Problem to work on –
From the entries below, copy every line where the string "expose" appears.

=== Section Start ===

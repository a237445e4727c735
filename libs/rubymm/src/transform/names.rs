//! Variable names across parser versions.

use ruby_cst::VarName;

/// Logical name of a global, class or instance variable.
///
/// Newer parsers expose a `lexical_name` and a ready-made `name`; older ones
/// only expose the token with its sigil, whose first `prefix_len` characters
/// are dropped.
///
/// # Examples
/// ```
/// use ruby_cst::build::{legacy_var_name, var_name};
/// use rubymm::resolve_name;
///
/// assert_eq!(resolve_name(&var_name("count"), 2), "count");
/// assert_eq!(resolve_name(&legacy_var_name("@@count"), 2), "count");
/// ```
pub fn resolve_name(var: &VarName, prefix_len: usize) -> String {
    match var.lexical_name {
        Some(_) => var.name.clone(),
        None => var.name.chars().skip(prefix_len).collect(),
    }
}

=== Section End ===

Response below –
/// Newer parsers expose a `lexical_name` and a ready-made `name`; older ones
/// only expose the token with its sigil, whose first `prefix_len` characters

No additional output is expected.